- Work item
The entries below must be copied exactly as they are.

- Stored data
::::::::::

//! Reader for RCS ",v" files: the byte grammar, revision reconstruction, and
//! keyword expansion.

use std::path::Path;

use nom::{combinator::all_consuming, Finish};

mod checkout;
pub mod date;
mod error;
pub mod keyword;
mod num;
mod parser;
pub mod script;
mod types;

pub use error::Error;
pub use num::Num;
pub use types::*;

/// Parses a full RCS file from memory.
pub fn parse(input: &[u8]) -> Result<RcsFile, Error> {
    Ok(Finish::finish(all_consuming(parser::file)(input))
        .map_err(|e| Error::Parse {
            offset: input.len() - e.input.len(),
            kind: e.code,
        })?
        .1)
}

impl RcsFile {
    /// Reads and parses the ",v" file at `path`.
    pub fn open<P: AsRef<Path>>(path: P) -> Result<Self, Error> {
        parse(&std::fs::read(path)?)
    }
}

#[cfg(test)]
mod tests {
    use super::*;

    #[test]
    fn test_parse_reports_offset() {
        let input = b"head\t1.1;\naccess;\nsymbols;\nbogus from here";
        match parse(input) {
            Err(Error::Parse { offset, .. }) => assert!(offset > 0 && offset < input.len()),
            other => panic!("expected a parse error, got {:?}", other),
        }
    }

    #[test]
    fn test_open_round_trip() {
        let dir = std::env::temp_dir().join("rcs-file-open-test");
        std::fs::create_dir_all(&dir).unwrap();
        let path = dir.join("hello,v");
        std::fs::write(&path, include_bytes!("fixtures/hello,v").as_ref()).unwrap();

        let file = RcsFile::open(&path).unwrap();
        assert_eq!(file.head().unwrap().to_string(), "1.3");
        assert_eq!(file.kmode(), KeywordMode::KeywordValue);

        std::fs::remove_file(&path).unwrap();
    }
}
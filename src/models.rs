//! Typed records and response models.
//!
//! Raw EIA records are loose JSON maps: numbers often arrive as strings,
//! fields go missing, and coordinates may be blank. Mapping never fails;
//! it falls back to empty strings, zero, or "absent" so that downstream
//! reductions stay total.

use serde::{Deserialize, Serialize};
use serde_json::Value;
use std::collections::BTreeMap;

use crate::geo::{GeoPoint, Located};
use crate::pagination::RawRecord;

/// Builds a typed entity from a raw record without failing.
pub trait FromRecord: Sized {
    fn from_record(raw: &RawRecord) -> Self;
}

fn str_field(raw: &RawRecord, key: &str) -> String {
    match raw.get(key) {
        Some(Value::String(s)) => s.clone(),
        Some(Value::Number(n)) => n.to_string(),
        Some(Value::Bool(b)) => b.to_string(),
        _ => String::new(),
    }
}

fn number(value: &Value) -> Option<f64> {
    let parsed = match value {
        Value::Number(n) => n.as_f64(),
        Value::String(s) => s.trim().parse::<f64>().ok(),
        _ => None,
    };
    parsed.filter(|v| v.is_finite())
}

/// Numeric field, `0.0` when missing, null or unparseable.
fn f64_field(raw: &RawRecord, key: &str) -> f64 {
    opt_f64_field(raw, key).unwrap_or(0.0)
}

/// Numeric field where missing stays distinguishable from zero.
fn opt_f64_field(raw: &RawRecord, key: &str) -> Option<f64> {
    raw.get(key).and_then(number)
}

/// Year from `operating-year-month`, which looks like `2019-06`.
fn year_field(raw: &RawRecord, key: &str) -> Option<i32> {
    match raw.get(key)? {
        Value::Number(n) => n.as_i64().and_then(|y| i32::try_from(y).ok()),
        Value::String(s) => s.get(..4).and_then(|y| y.parse().ok()),
        _ => None,
    }
}

/// An operating generator from `electricity/operating-generator-capacity`.
#[derive(Debug, Clone, PartialEq, Serialize, Deserialize)]
pub struct GeneratorRecord {
    /// `<plant id>-<generator id>`, unique per generator.
    pub id: String,
    pub plant_id: String,
    pub generator_id: String,
    #[serde(rename = "name")]
    pub plant_name: String,
    pub state: String,
    pub technology: String,
    pub energy_source: String,
    pub status: String,
    #[serde(rename = "capacity_mw")]
    pub nameplate_capacity_mw: f64,
    /// Net summer and winter ratings; absent for many small generators.
    pub net_summer_capacity_mw: Option<f64>,
    pub net_winter_capacity_mw: Option<f64>,
    #[serde(rename = "lat")]
    pub latitude: Option<f64>,
    #[serde(rename = "lon")]
    pub longitude: Option<f64>,
    pub operating_year: Option<i32>,
}

impl FromRecord for GeneratorRecord {
    fn from_record(raw: &RawRecord) -> Self {
        let plant_id = str_field(raw, "plantid");
        let generator_id = str_field(raw, "generatorid");
        Self {
            id: format!("{plant_id}-{generator_id}"),
            plant_id,
            generator_id,
            plant_name: str_field(raw, "plantName"),
            state: str_field(raw, "stateid"),
            technology: str_field(raw, "technology"),
            energy_source: str_field(raw, "energy_source_code"),
            status: str_field(raw, "status"),
            // Capacity is never negative; treat anomalies like missing data.
            nameplate_capacity_mw: f64_field(raw, "nameplate-capacity-mw").max(0.0),
            net_summer_capacity_mw: opt_f64_field(raw, "net-summer-capacity-mw")
                .map(|mw| mw.max(0.0)),
            net_winter_capacity_mw: opt_f64_field(raw, "net-winter-capacity-mw")
                .map(|mw| mw.max(0.0)),
            latitude: opt_f64_field(raw, "latitude"),
            longitude: opt_f64_field(raw, "longitude"),
            operating_year: year_field(raw, "operating-year-month"),
        }
    }
}

impl Located for GeneratorRecord {
    fn location(&self) -> Option<GeoPoint> {
        match (self.latitude, self.longitude) {
            (Some(lat), Some(lon)) => Some(GeoPoint::new(lat, lon)),
            _ => None,
        }
    }
}

/// Hourly/daily generation of one fuel type in one balancing authority,
/// from `electricity/rto/fuel-type-data`.
#[derive(Debug, Clone, PartialEq, Serialize, Deserialize)]
pub struct GenerationRecord {
    pub period: String,
    pub region: String,
    pub region_name: String,
    pub fuel_type: String,
    pub fuel_type_description: String,
    /// MWh. Negative values are upstream anomalies and are kept as-is.
    pub value: f64,
    pub units: String,
}

impl FromRecord for GenerationRecord {
    fn from_record(raw: &RawRecord) -> Self {
        let units = str_field(raw, "value-units");
        Self {
            period: str_field(raw, "period"),
            region: str_field(raw, "respondent"),
            region_name: str_field(raw, "respondent-name"),
            fuel_type: str_field(raw, "fueltype"),
            fuel_type_description: str_field(raw, "type-name"),
            value: f64_field(raw, "value"),
            units: if units.is_empty() {
                "megawatthours".into()
            } else {
                units
            },
        }
    }
}

/// One selectable value of a route facet.
#[derive(Debug, Clone, PartialEq, Serialize, Deserialize)]
pub struct FacetValue {
    pub id: String,
    #[serde(default)]
    pub name: String,
}

/// Installed solar and wind capacity in one state.
#[derive(Debug, Clone, PartialEq, Serialize)]
pub struct StateCapacity {
    pub state: String,
    pub solar_mw: f64,
    pub wind_mw: f64,
    pub total_mw: f64,
    pub generator_count: usize,
}

/// Latest solar and wind output of one balancing authority.
#[derive(Debug, Clone, PartialEq, Serialize)]
pub struct RegionSummary {
    pub region: String,
    pub region_name: String,
    pub solar_mwh: f64,
    pub wind_mwh: f64,
    pub hydro_mwh: f64,
    pub total_mwh: f64,
}

/// State → energy source → MW, with a `total` entry per state.
pub type StateSourceSummary = BTreeMap<String, BTreeMap<String, f64>>;

/// Result of a polygon query.
#[derive(Debug, Clone, PartialEq, Serialize)]
pub struct PolygonAnalytics {
    pub total_generators: usize,
    pub solar_count: usize,
    pub wind_count: usize,
    pub solar_capacity_mw: f64,
    pub wind_capacity_mw: f64,
    pub total_capacity_mw: f64,
    /// At most the first 100 matching generators.
    pub generators: Vec<GeneratorRecord>,
    pub states: Vec<String>,
}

::::::::::

- Output for this task
//! Reader for RCS ",v" files: the byte grammar, revision reconstruction, and
//! keyword expansion.

use std::path::Path;

use nom::{combinator::all_consuming, Finish};

mod checkout;
pub mod date;
mod error;
pub mod keyword;
mod num;
mod parser;
pub mod script;
mod types;

pub use error::Error;
pub use num::Num;
pub use types::*;

/// Parses a full RCS file from memory.
pub fn parse(input: &[u8]) -> Result<RcsFile, Error> {
    Ok(Finish::finish(all_consuming(parser::file)(input))
        .map_err(|e| Error::Parse {
            offset: input.len() - e.input.len(),
            kind: e.code,
        })?
        .1)
}

impl RcsFile {
    /// Reads and parses the ",v" file at `path`.
    pub fn open<P: AsRef<Path>>(path: P) -> Result<Self, Error> {
        parse(&std::fs::read(path)?)
    }
}

#[cfg(test)]
mod tests {
    use super::*;

    #[test]
    fn test_parse_reports_offset() {
        let input = b"head\t1.1;\naccess;\nsymbols;\nbogus from here";
        match parse(input) {
            Err(Error::Parse { offset, .. }) => assert!(offset > 0 && offset < input.len()),
            other => panic!("expected a parse error, got {:?}", other),
        }
    }

    #[test]
    fn test_open_round_trip() {
        let dir = std::env::temp_dir().join("rcs-file-open-test");
        std::fs::create_dir_all(&dir).unwrap();
        let path = dir.join("hello,v");
        std::fs::write(&path, include_bytes!("fixtures/hello,v").as_ref()).unwrap();

        let file = RcsFile::open(&path).unwrap();
        assert_eq!(file.head().unwrap().to_string(), "1.3");
        assert_eq!(file.kmode(), KeywordMode::KeywordValue);

        std::fs::remove_file(&path).unwrap();
    }
}
filename src/models.rs
//! Typed records and response models.
//!
//! Raw EIA records are loose JSON maps: numbers often arrive as strings,
//! fields go missing, and coordinates may be blank. Mapping never fails;
//! it falls back to empty strings, zero, or "absent" so that downstream
//! reductions stay total.

use serde::{Deserialize, Serialize};
use serde_json::Value;
use std::collections::BTreeMap;

use crate::geo::{GeoPoint, Located};
use crate::pagination::RawRecord;

/// Builds a typed entity from a raw record without failing.
pub trait FromRecord: Sized {
    fn from_record(raw: &RawRecord) -> Self;
}

fn str_field(raw: &RawRecord, key: &str) -> String {
    match raw.get(key) {
        Some(Value::String(s)) => s.clone(),
        Some(Value::Number(n)) => n.to_string(),
        Some(Value::Bool(b)) => b.to_string(),
        _ => String::new(),
    }
}

fn number(value: &Value) -> Option<f64> {
    let parsed = match value {
        Value::Number(n) => n.as_f64(),
        Value::String(s) => s.trim().parse::<f64>().ok(),
        _ => None,
    };
    parsed.filter(|v| v.is_finite())
}

/// Numeric field, `0.0` when missing, null or unparseable.
fn f64_field(raw: &RawRecord, key: &str) -> f64 {
    opt_f64_field(raw, key).unwrap_or(0.0)
}

/// Numeric field where missing stays distinguishable from zero.
fn opt_f64_field(raw: &RawRecord, key: &str) -> Option<f64> {
    raw.get(key).and_then(number)
}

/// Year from `operating-year-month`, which looks like `2019-06`.
fn year_field(raw: &RawRecord, key: &str) -> Option<i32> {
    match raw.get(key)? {
        Value::Number(n) => n.as_i64().and_then(|y| i32::try_from(y).ok()),
        Value::String(s) => s.get(..4).and_then(|y| y.parse().ok()),
        _ => None,
    }
}

/// An operating generator from `electricity/operating-generator-capacity`.
#[derive(Debug, Clone, PartialEq, Serialize, Deserialize)]
pub struct GeneratorRecord {
    /// `<plant id>-<generator id>`, unique per generator.
    pub id: String,
    pub plant_id: String,
    pub generator_id: String,
    #[serde(rename = "name")]
    pub plant_name: String,
    pub state: String,
    pub technology: String,
    pub energy_source: String,
    pub status: String,
    #[serde(rename = "capacity_mw")]
    pub nameplate_capacity_mw: f64,
    /// Net summer and winter ratings; absent for many small generators.
    pub net_summer_capacity_mw: Option<f64>,
    pub net_winter_capacity_mw: Option<f64>,
    #[serde(rename = "lat")]
    pub latitude: Option<f64>,
    #[serde(rename = "lon")]
    pub longitude: Option<f64>,
    pub operating_year: Option<i32>,
}

impl FromRecord for GeneratorRecord {
    fn from_record(raw: &RawRecord) -> Self {
        let plant_id = str_field(raw, "plantid");
        let generator_id = str_field(raw, "generatorid");
        Self {
            id: format!("{plant_id}-{generator_id}"),
            plant_id,
            generator_id,
            plant_name: str_field(raw, "plantName"),
            state: str_field(raw, "stateid"),
            technology: str_field(raw, "technology"),
            energy_source: str_field(raw, "energy_source_code"),
            status: str_field(raw, "status"),
            // Capacity is never negative; treat anomalies like missing data.
            nameplate_capacity_mw: f64_field(raw, "nameplate-capacity-mw").max(0.0),
            net_summer_capacity_mw: opt_f64_field(raw, "net-summer-capacity-mw")
                .map(|mw| mw.max(0.0)),
            net_winter_capacity_mw: opt_f64_field(raw, "net-winter-capacity-mw")
                .map(|mw| mw.max(0.0)),
            latitude: opt_f64_field(raw, "latitude"),
            longitude: opt_f64_field(raw, "longitude"),
            operating_year: year_field(raw, "operating-year-month"),
        }
    }
}

impl Located for GeneratorRecord {
    fn location(&self) -> Option<GeoPoint> {
        match (self.latitude, self.longitude) {
            (Some(lat), Some(lon)) => Some(GeoPoint::new(lat, lon)),
            _ => None,
        }
    }
}

/// Hourly/daily generation of one fuel type in one balancing authority,
/// from `electricity/rto/fuel-type-data`.
#[derive(Debug, Clone, PartialEq, Serialize, Deserialize)]
pub struct GenerationRecord {
    pub period: String,
    pub region: String,
    pub region_name: String,
    pub fuel_type: String,
    pub fuel_type_description: String,
    /// MWh. Negative values are upstream anomalies and are kept as-is.
    pub value: f64,
    pub units: String,
}

impl FromRecord for GenerationRecord {
    fn from_record(raw: &RawRecord) -> Self {
        let units = str_field(raw, "value-units");
        Self {
            period: str_field(raw, "period"),
            region: str_field(raw, "respondent"),
            region_name: str_field(raw, "respondent-name"),
            fuel_type: str_field(raw, "fueltype"),
            fuel_type_description: str_field(raw, "type-name"),
            value: f64_field(raw, "value"),
            units: if units.is_empty() {
                "megawatthours".into()
            } else {
                units
            },
        }
    }
}

/// One selectable value of a route facet.
#[derive(Debug, Clone, PartialEq, Serialize, Deserialize)]
pub struct FacetValue {
    pub id: String,
    #[serde(default)]
    pub name: String,
}

/// Installed solar and wind capacity in one state.
#[derive(Debug, Clone, PartialEq, Serialize)]
pub struct StateCapacity {
    pub state: String,
    pub solar_mw: f64,
    pub wind_mw: f64,
    pub total_mw: f64,
    pub generator_count: usize,
}

/// Latest solar and wind output of one balancing authority.
#[derive(Debug, Clone, PartialEq, Serialize)]
pub struct RegionSummary {
    pub region: String,
    pub region_name: String,
    pub solar_mwh: f64,
    pub wind_mwh: f64,
    pub hydro_mwh: f64,
    pub total_mwh: f64,
}

/// State → energy source → MW, with a `total` entry per state.
pub type StateSourceSummary = BTreeMap<String, BTreeMap<String, f64>>;

/// Result of a polygon query.
#[derive(Debug, Clone, PartialEq, Serialize)]
pub struct PolygonAnalytics {
    pub total_generators: usize,
    pub solar_count: usize,
    pub wind_count: usize,
    pub solar_capacity_mw: f64,
    pub wind_capacity_mw: f64,
    pub total_capacity_mw: f64,
    /// At most the first 100 matching generators.
    pub generators: Vec<GeneratorRecord>,
    pub states: Vec<String>,
}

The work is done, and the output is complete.